## Your goal
All lines of the data shown below should be output exactly as they stand.

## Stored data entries
┏━━
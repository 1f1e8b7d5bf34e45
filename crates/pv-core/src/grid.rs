//! Grid maps in the MovingAI-style text format.
//!
//! # Format
//!
//! ```text
//! type octile
//! height 3
//! width 4
//! map
//! ..@.
//! .E..
//! S..T
//! ```
//!
//! | Char      | Cell                 |
//! |-----------|----------------------|
//! | `@`, `T`  | `Cell::Obstacle`     |
//! | `.`, `S`  | `Cell::Free`         |
//! | `E`       | `Cell::Endpoint`     |
//!
//! The first line (`type`) is ignored.  Any other character is a map error,
//! as is a row whose width or a row count that disagrees with the header.

use std::io::{BufRead, BufReader, Read};
use std::path::Path;

use crate::{CoreError, CoreResult};

/// Content of one grid cell.
#[derive(Copy, Clone, PartialEq, Eq, Hash, Debug)]
#[cfg_attr(feature = "serde", derive(serde::Serialize, serde::Deserialize))]
pub enum Cell {
    Obstacle,
    Free,
    /// A free cell marked as a task endpoint.
    Endpoint,
}

impl Cell {
    fn parse(ch: char) -> Option<Cell> {
        match ch {
            '@' | 'T' => Some(Cell::Obstacle),
            '.' | 'S' => Some(Cell::Free),
            'E'       => Some(Cell::Endpoint),
            _         => None,
        }
    }

    #[inline]
    pub fn is_passable(self) -> bool {
        !matches!(self, Cell::Obstacle)
    }
}

/// A row-major occupancy grid.
#[derive(Clone, Debug, PartialEq, Eq)]
#[cfg_attr(feature = "serde", derive(serde::Serialize, serde::Deserialize))]
pub struct GridMap {
    pub height: usize,
    pub width:  usize,
    cells:      Vec<Cell>,
}

impl GridMap {
    /// Build a map from explicit rows.  All rows must have the same width.
    pub fn from_rows(rows: Vec<Vec<Cell>>) -> CoreResult<Self> {
        let height = rows.len();
        let width = rows.first().map_or(0, Vec::len);
        if let Some((r, row)) = rows.iter().enumerate().find(|(_, row)| row.len() != width) {
            return Err(CoreError::Map(format!(
                "row {r} has width {}, expected {width}",
                row.len()
            )));
        }
        Ok(Self { height, width, cells: rows.into_iter().flatten().collect() })
    }

    /// Load a map file.
    pub fn load(path: &Path) -> CoreResult<Self> {
        let file = std::fs::File::open(path)?;
        Self::from_reader(file)
    }

    /// Like [`GridMap::load`] but accepts any `Read` source.
    pub fn from_reader<R: Read>(reader: R) -> CoreResult<Self> {
        let mut lines = BufReader::new(reader).lines();
        let mut header = |expect: &str| -> CoreResult<String> {
            lines
                .next()
                .transpose()?
                .ok_or_else(|| CoreError::Map(format!("missing {expect} line")))
        };

        header("type")?;
        let height = parse_dimension(&header("height")?, "height")?;
        let width = parse_dimension(&header("width")?, "width")?;
        header("map")?;

        let mut rows = Vec::with_capacity(height);
        for line in lines {
            let line = line?;
            let line = line.trim();
            if line.is_empty() {
                continue;
            }
            let row = line
                .chars()
                .map(|ch| {
                    Cell::parse(ch).ok_or_else(|| {
                        CoreError::Map(format!("unknown map character {ch:?} in row {}", rows.len()))
                    })
                })
                .collect::<CoreResult<Vec<Cell>>>()?;
            if row.len() != width {
                return Err(CoreError::Map(format!(
                    "row {} has width {}, expected {width}",
                    rows.len(),
                    row.len()
                )));
            }
            rows.push(row);
        }

        if rows.len() != height {
            return Err(CoreError::Map(format!(
                "map has {} rows, header says {height}",
                rows.len()
            )));
        }
        Self::from_rows(rows)
    }

    /// The cell at `(row, col)`, or `None` outside the map.
    pub fn get(&self, row: i32, col: i32) -> Option<Cell> {
        if row < 0 || col < 0 || row as usize >= self.height || col as usize >= self.width {
            return None;
        }
        Some(self.cells[row as usize * self.width + col as usize])
    }

    /// Iterate `(row, col, cell)` in row-major order.
    pub fn cells(&self) -> impl Iterator<Item = (usize, usize, Cell)> + '_ {
        let width = self.width.max(1);
        self.cells
            .iter()
            .enumerate()
            .map(move |(i, &c)| (i / width, i % width, c))
    }

    pub fn obstacle_count(&self) -> usize {
        self.cells.iter().filter(|c| !c.is_passable()).count()
    }
}

/// Name of a map derived from its file path (`maps/warehouse_small.map` →
/// `warehouse_small`).  Used to look up per-map display presets.
pub fn map_name(path: &Path) -> String {
    path.file_stem()
        .map(|s| s.to_string_lossy().into_owned())
        .unwrap_or_default()
}

fn parse_dimension(line: &str, key: &str) -> CoreResult<usize> {
    let mut parts = line.split_whitespace();
    match (parts.next(), parts.next()) {
        (Some(k), Some(v)) if k == key => v
            .parse()
            .map_err(|_| CoreError::Map(format!("invalid {key} value {v:?}"))),
        _ => Err(CoreError::Map(format!("expected `{key} <n>`, found {line:?}"))),
    }
}
/// Shapes of one toggleable overlay.
#[derive(Debug, Default)]
struct Overlay {
    shapes:  Vec<ShapeId>,
    visible: bool,
}

impl Overlay {
    /// Reveal the overlay, letting `create` draw it the first time.
    fn show<C, F>(&mut self, canvas: &mut C, create: F)
    where
        C: Canvas + ?Sized,
        F: FnOnce(&mut C) -> Vec<ShapeId>,
    {
        if self.shapes.is_empty() {
            self.shapes = create(canvas);
        } else {
            for &id in &self.shapes {
                canvas.set_visible(id, true);
            }
        }
        self.visible = true;
        canvas.refresh();
    }

    fn hide<C: Canvas + ?Sized>(&mut self, canvas: &mut C) {
        for &id in &self.shapes {
            canvas.set_visible(id, false);
        }
        self.visible = false;
        canvas.refresh();
    }
}

pub struct Scene {
    config:          VizConfig,
    window_start:    Timestep,
    grid_lines:      Vec<ShapeId>,
    heat:            Overlay,
    highway:         Overlay,
    heuristic:       Overlay,
    /// Keyed by tree name.
    search:          BTreeMap<String, Overlay>,
    agents:          Vec<AgentShapes>,
    /// `[task_slot][errand]`.
    tasks:           Vec<Vec<ShapeId>>,
    /// Pose each agent body is drawn at right now.
    drawn:           Vec<Pose>,
    conflict_agents: BTreeSet<AgentId>,
    selected:        BTreeSet<AgentId>,
    shown_paths:     BTreeSet<AgentId>,
}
┗━━
## Output of the exercise
repository 1f1e8b7d5bf34e45
filename crates/pv-core/src/grid.rs
//! Grid maps in the MovingAI-style text format.
//!
//! # Format
//!
//! ```text
//! type octile
//! height 3
//! width 4
//! map
//! ..@.
//! .E..
//! S..T
//! ```
//!
//! | Char      | Cell                 |
//! |-----------|----------------------|
//! | `@`, `T`  | `Cell::Obstacle`     |
//! | `.`, `S`  | `Cell::Free`         |
//! | `E`       | `Cell::Endpoint`     |
//!
//! The first line (`type`) is ignored.  Any other character is a map error,
//! as is a row whose width or a row count that disagrees with the header.

use std::io::{BufRead, BufReader, Read};
use std::path::Path;

use crate::{CoreError, CoreResult};

/// Content of one grid cell.
#[derive(Copy, Clone, PartialEq, Eq, Hash, Debug)]
#[cfg_attr(feature = "serde", derive(serde::Serialize, serde::Deserialize))]
pub enum Cell {
    Obstacle,
    Free,
    /// A free cell marked as a task endpoint.
    Endpoint,
}

impl Cell {
    fn parse(ch: char) -> Option<Cell> {
        match ch {
            '@' | 'T' => Some(Cell::Obstacle),
            '.' | 'S' => Some(Cell::Free),
            'E'       => Some(Cell::Endpoint),
            _         => None,
        }
    }

    #[inline]
    pub fn is_passable(self) -> bool {
        !matches!(self, Cell::Obstacle)
    }
}

/// A row-major occupancy grid.
#[derive(Clone, Debug, PartialEq, Eq)]
#[cfg_attr(feature = "serde", derive(serde::Serialize, serde::Deserialize))]
pub struct GridMap {
    pub height: usize,
    pub width:  usize,
    cells:      Vec<Cell>,
}

impl GridMap {
    /// Build a map from explicit rows.  All rows must have the same width.
    pub fn from_rows(rows: Vec<Vec<Cell>>) -> CoreResult<Self> {
        let height = rows.len();
        let width = rows.first().map_or(0, Vec::len);
        if let Some((r, row)) = rows.iter().enumerate().find(|(_, row)| row.len() != width) {
            return Err(CoreError::Map(format!(
                "row {r} has width {}, expected {width}",
                row.len()
            )));
        }
        Ok(Self { height, width, cells: rows.into_iter().flatten().collect() })
    }

    /// Load a map file.
    pub fn load(path: &Path) -> CoreResult<Self> {
        let file = std::fs::File::open(path)?;
        Self::from_reader(file)
    }

    /// Like [`GridMap::load`] but accepts any `Read` source.
    pub fn from_reader<R: Read>(reader: R) -> CoreResult<Self> {
        let mut lines = BufReader::new(reader).lines();
        let mut header = |expect: &str| -> CoreResult<String> {
            lines
                .next()
                .transpose()?
                .ok_or_else(|| CoreError::Map(format!("missing {expect} line")))
        };

        header("type")?;
        let height = parse_dimension(&header("height")?, "height")?;
        let width = parse_dimension(&header("width")?, "width")?;
        header("map")?;

        let mut rows = Vec::with_capacity(height);
        for line in lines {
            let line = line?;
            let line = line.trim();
            if line.is_empty() {
                continue;
            }
            let row = line
                .chars()
                .map(|ch| {
                    Cell::parse(ch).ok_or_else(|| {
                        CoreError::Map(format!("unknown map character {ch:?} in row {}", rows.len()))
                    })
                })
                .collect::<CoreResult<Vec<Cell>>>()?;
            if row.len() != width {
                return Err(CoreError::Map(format!(
                    "row {} has width {}, expected {width}",
                    rows.len(),
                    row.len()
                )));
            }
            rows.push(row);
        }

        if rows.len() != height {
            return Err(CoreError::Map(format!(
                "map has {} rows, header says {height}",
                rows.len()
            )));
        }
        Self::from_rows(rows)
    }

    /// The cell at `(row, col)`, or `None` outside the map.
    pub fn get(&self, row: i32, col: i32) -> Option<Cell> {
        if row < 0 || col < 0 || row as usize >= self.height || col as usize >= self.width {
            return None;
        }
        Some(self.cells[row as usize * self.width + col as usize])
    }

    /// Iterate `(row, col, cell)` in row-major order.
    pub fn cells(&self) -> impl Iterator<Item = (usize, usize, Cell)> + '_ {
        let width = self.width.max(1);
        self.cells
            .iter()
            .enumerate()
            .map(move |(i, &c)| (i / width, i % width, c))
    }

    pub fn obstacle_count(&self) -> usize {
        self.cells.iter().filter(|c| !c.is_passable()).count()
    }
}

/// Name of a map derived from its file path (`maps/warehouse_small.map` →
/// `warehouse_small`).  Used to look up per-map display presets.
pub fn map_name(path: &Path) -> String {
    path.file_stem()
        .map(|s| s.to_string_lossy().into_owned())
        .unwrap_or_default()
}

fn parse_dimension(line: &str, key: &str) -> CoreResult<usize> {
    let mut parts = line.split_whitespace();
    match (parts.next(), parts.next()) {
        (Some(k), Some(v)) if k == key => v
            .parse()
            .map_err(|_| CoreError::Map(format!("invalid {key} value {v:?}"))),
        _ => Err(CoreError::Map(format!("expected `{key} <n>`, found {line:?}"))),
    }
}
/// Shapes of one toggleable overlay.
#[derive(Debug, Default)]
struct Overlay {
    shapes:  Vec<ShapeId>,
    visible: bool,
}

impl Overlay {
    /// Reveal the overlay, letting `create` draw it the first time.
    fn show<C, F>(&mut self, canvas: &mut C, create: F)
    where
        C: Canvas + ?Sized,
        F: FnOnce(&mut C) -> Vec<ShapeId>,
    {
        if self.shapes.is_empty() {
            self.shapes = create(canvas);
        } else {
            for &id in &self.shapes {
                canvas.set_visible(id, true);
            }
        }
        self.visible = true;
        canvas.refresh();
    }

    fn hide<C: Canvas + ?Sized>(&mut self, canvas: &mut C) {
        for &id in &self.shapes {
            canvas.set_visible(id, false);
        }
        self.visible = false;
        canvas.refresh();
    }
}

pub struct Scene {
    config:          VizConfig,
    window_start:    Timestep,
    grid_lines:      Vec<ShapeId>,
    heat:            Overlay,
    highway:         Overlay,
    heuristic:       Overlay,
    /// Keyed by tree name.
    search:          BTreeMap<String, Overlay>,
    agents:          Vec<AgentShapes>,
    /// `[task_slot][errand]`.
    tasks:           Vec<Vec<ShapeId>>,
    /// Pose each agent body is drawn at right now.
    drawn:           Vec<Pose>,
    conflict_agents: BTreeSet<AgentId>,
    selected:        BTreeSet<AgentId>,
    shown_paths:     BTreeSet<AgentId>,
}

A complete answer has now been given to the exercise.